Maybe an emotional affair... your husband seems a touch too "involved" with Joan. Also strange she left abruptly and he didn't go to work that day. As a man, I would say they were having an affair. The pics were just a way of keeping in touch and showing you there was nothing going on. If he didn't care about her, he wouldn't be so upset about the whole thing.


----------



## frusdil (Sep 5, 2013)

Lizlake said:


> He said it’s what everyone does on business trips.


Nope, not true. He clearly thinks you're incredibly dumb to even try to tell you that.

It's normal on business trips to eat meals together or in groups. That's it. Not 1:1 bar hopping and clubbing, or sight seeing. That's BS.

I would absolutely hit the roof if my husband was doing this.


----------



## Lizlake (Oct 7, 2021)

I agree he would not have such a provoked angry response if he didn’t care or have some feelings for Joan. He definitely wouldn’t get angry enough to threaten to leave a marriage. He obviously thought I could be convinced this was normal behavior (he just threw a fit each time I told him it wasn’t appropriate and would stonewall me. He did this for weeks before that trip and insisted he HAD to go for work reasons. Also he and Joan planned the trip out while at work and booked with the company travel agency without any consideration to me. When I balked, he said the tickets weren’t changeable and that they had agreed to stay the extra night instead of flying on home. He told me it was too late to fly back anyway and they had plans to go to a museum and tourist things the next morning (of course after another elaborate meal together).


----------



## In Absentia (Aug 21, 2012)

I mean, apart from the candlelit dinner and the jazz club (WTF?), booking an extra day to visit museums with his boss is just weird, to say the least. It sounds like he is out on a date with his girlfriend.

That said, my suspicion about Joan leaving her job abruptly is that her husband found out about the affair.


----------



## Andy1001 (Jun 29, 2016)

I traveled for years in Europe before I met my wife and I regularly had dinner dates with female colleagues. When I started dating my wife I was still travelling over almost every week but the dinner dates came to an end. 
She never asked me about whether I was meeting other women but I knew she was not going to put up with it and I didn’t want to anyway. 
I didn’t want to risk losing her. Unfortunately your husband doesn’t feel the same way it seems.


----------



## Talker67 (Apr 7, 2016)

Lizlake said:


> Does this sound appropriate????


nope. sounds like he is infatuated with her.

and blowing off your birthday is a real bummer! Did he forget, or just did not care about it?


----------



## SunCMars (Feb 29, 2016)

Why did she abruptly leave the company?

I suspect that $200 meal that she put on the companies credit card might have led to this.

Those type expenses are reserved for prospective clients, not for personal indulgences.

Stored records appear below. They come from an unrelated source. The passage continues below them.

//! DIN V 18599-10 용도 프로파일 표(CSV 내보내기)를 프로파일 레코드로 변환한다.
//!
//! 표의 첫 행은 헤더이며, 각 행의 첫 칸은 "01 단일 사무실"처럼 번호와 이름으로 구성된다.

use std::fs::File;
use std::io::Read;
use std::path::Path;

use serde::{Deserialize, Serialize};
use tracing::debug;

/// 프로파일 표 읽기 오류.
#[derive(Debug, thiserror::Error)]
pub enum ProfileError {
    #[error("파일 입출력 오류: {0}")]
    Io(#[from] std::io::Error),
    #[error("CSV 파싱 오류: {0}")]
    Csv(#[from] csv::Error),
}

/// 용도 프로파일 하나.
#[derive(Debug, Clone, PartialEq, Serialize, Deserialize)]
#[serde(rename_all = "camelCase")]
pub struct UsageProfile {
    pub id: String,
    pub name: String,
    /// 사용 시작 시각 [h]
    pub usage_hours_start: i32,
    /// 사용 종료 시각 [h]
    pub usage_hours_end: i32,
    pub daily_usage_hours: f64,
    pub annual_usage_days: f64,
    pub usage_hours_day: f64,
    pub usage_hours_night: f64,
    pub hvac_daily_operation_hours: f64,
    pub hvac_annual_operation_days: f64,
    /// 유지 조도 [lx]
    pub illuminance: f64,
    /// 작업면 높이 [m]
    pub workplane_height: f64,
    pub illuminance_depreciation_factor: f64,
    pub lighting_absence_factor: f64,
    pub partial_operation_factor_lighting: f64,
    /// 난방 설정온도 [°C]
    pub heating_setpoint: f64,
    /// 냉방 설정온도 [°C]
    pub cooling_setpoint: f64,
    pub heating_setback_temp: f64,
    pub heating_design_min_temp: f64,
    pub cooling_design_max_temp: f64,
    pub humidity_requirement: String,
    /// 최소 외기량 [m³/(h·m²)]
    pub min_outdoor_air: f64,
    pub min_outdoor_air_flow: f64,
    pub hvac_absence_factor: f64,
    pub hvac_partial_operation_factor: f64,
    /// 인체 발열 [Wh/(m²·d)]
    pub metabolic_heat: f64,
    /// 기기 발열 [Wh/(m²·d)]
    pub equipment_heat: f64,
}

const PROFILE_IDS: &[(&str, &str)] = &[
    ("01", "1_single_office"),
    ("02", "2_group_office"),
    ("03", "3_open_plan_office"),
    ("04", "4_meeting"),
    ("05", "5_counter"),
    ("06", "6_retail"),
    ("07", "7_retail_refrig"),
    ("08", "8_classroom"),
    ("09", "9_lecture_hall"),
    ("10", "10_bed_room"),
    ("11", "11_hotel_room"),
    ("12", "12_canteen"),
    ("13", "13_restaurant"),
    ("14", "14_kitchen"),
    ("15", "15_kitchen_prep"),
    ("16", "16_wc"),
    ("17", "17_common_area"),
    ("18", "18_support_store"),
    ("19", "19_corridor_care"),
    ("20", "20_storage_uncond"),
    ("21", "21_datacenter"),
    ("22.1", "22_1_workshop_light"),
    ("22.2", "22_2_workshop_medium"),
    ("22.3", "22_3_workshop_heavy"),
    ("23", "23_theater_audience"),
    ("24", "24_cloakroom"),
    ("25", "25_theater_foh"),
    ("26", "26_stage"),
    // 표의 27~30번은 기존 프로파일 번호와 한 칸씩 어긋나 있다.
    ("27", "27_exhibition"),
    ("28", "29_library_public"),
    ("29", "30_library_stack"),
    ("30", "30_library_stack_closed"),
    ("31", "31_gym"),
    ("32", "32_parking_office"),
    ("33", "33_parking_public"),
    ("34", "34_sauna"),
    ("35", "35_fitness"),
    ("36", "36_lab"),
    ("37", "37_exam_room"),
    ("38", "38_icu"),
    ("39", "39_corridor_icu"),
    ("40", "40_medical_practice"),
    ("41", "41_logistics"),
    ("42", "residential_single"),
    ("43", "residential_multi"),
    ("44", "residential_general"),
];

/// 이름 앞 번호로 프로파일 id를 결정한다. 표에 없으면 `profile_<번호>`.
pub fn profile_id(prefix: &str) -> String {
    PROFILE_IDS
        .iter()
        .find(|(key, _)| *key == prefix)
        .map(|(_, id)| id.to_string())
        .unwrap_or_else(|| format!("profile_{}", prefix.replace('.', "_")))
}

/// "1,000", "80%" 같은 셀을 숫자로 읽는다. 읽을 수 없으면 0.
fn clean_num(cell: &str) -> f64 {
    cell.replace([',', '%'], "").trim().parse().unwrap_or(0.0)
}

/// "07:00" 형식에서 시(hour)만 읽는다. 부호는 유지하며 형식이 다르면 0.
fn parse_hour(cell: &str) -> i32 {
    match cell.split_once(':') {
        Some((hour, _)) => hour.trim().parse().unwrap_or(0),
        None => 0,
    }
}

fn profile_from_record(record: &csv::StringRecord) -> Option<UsageProfile> {
    let cell = |i: usize| record.get(i).unwrap_or("");
    let num = |i: usize| clean_num(cell(i));

    let name = cell(0);
    if name.is_empty() {
        return None;
    }
    let prefix = name.split(' ').next().unwrap_or_default();

    Some(UsageProfile {
        id: profile_id(prefix),
        name: name.to_string(),
        usage_hours_start: parse_hour(cell(1)),
        usage_hours_end: parse_hour(cell(2)),
        daily_usage_hours: num(3),
        annual_usage_days: num(4),
        usage_hours_day: num(5),
        usage_hours_night: num(6),
        hvac_daily_operation_hours: num(7),
        hvac_annual_operation_days: num(8),
        illuminance: num(10),
        workplane_height: num(11),
        illuminance_depreciation_factor: num(12),
        lighting_absence_factor: num(13),
        partial_operation_factor_lighting: num(15),
        heating_setpoint: num(16),
        cooling_setpoint: num(17),
        heating_setback_temp: num(18),
        heating_design_min_temp: num(19),
        cooling_design_max_temp: num(20),
        humidity_requirement: cell(21).to_string(),
        min_outdoor_air: num(22),
        min_outdoor_air_flow: num(23),
        hvac_absence_factor: num(24),
        hvac_partial_operation_factor: num(25),
        metabolic_heat: num(26),
        equipment_heat: num(27),
    })
}

/// CSV 입력에서 프로파일 목록을 읽는다. 첫 칸이 빈 행은 건너뛴다.
pub fn parse_profiles<R: Read>(reader: R) -> Result<Vec<UsageProfile>, ProfileError> {
    let mut rdr = csv::ReaderBuilder::new()
        .has_headers(true)
        .flexible(true)
        .from_reader(reader);
    let mut profiles = Vec::new();
    for result in rdr.records() {
        let record = result?;
        if let Some(profile) = profile_from_record(&record) {
            profiles.push(profile);
        }
    }
    debug!(count = profiles.len(), "usage profiles parsed");
    Ok(profiles)
}

/// CSV 파일에서 프로파일 목록을 읽는다.
pub fn load_profiles(path: impl AsRef<Path>) -> Result<Vec<UsageProfile>, ProfileError> {
    let file = File::open(path)?;
    parse_profiles(file)
}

Or, someone caught on to their (on and off the clock) shenanigans and reported them.


----------



## Coloratura (Sep 28, 2021)

My STBX husband had an affair lasting 8 years (I just learned about the 8 yrs part and that is why we are separating now) that began in this exact same way. Work trips all the time, trade shows, expensive company drinks and dinners, plane rides, flight delays, sightseeing “because what else is there to do while we are on layover a whole day”, fancy clothes “because we have to represent the company”. When not on trips he still stayed out late drinking every night and began to treat me horribly. I walked in one day and caught them kissing. I thought he had finally ended it with her and that we had reconciled, but that was not the case as I now know. They just got more sneaky.

Like you, I trusted him and never thought he would ever cheat on me. Boy was I wrong. You need to be brave and put your foot down on this behavior. Or tell him from now on YOU want to go too!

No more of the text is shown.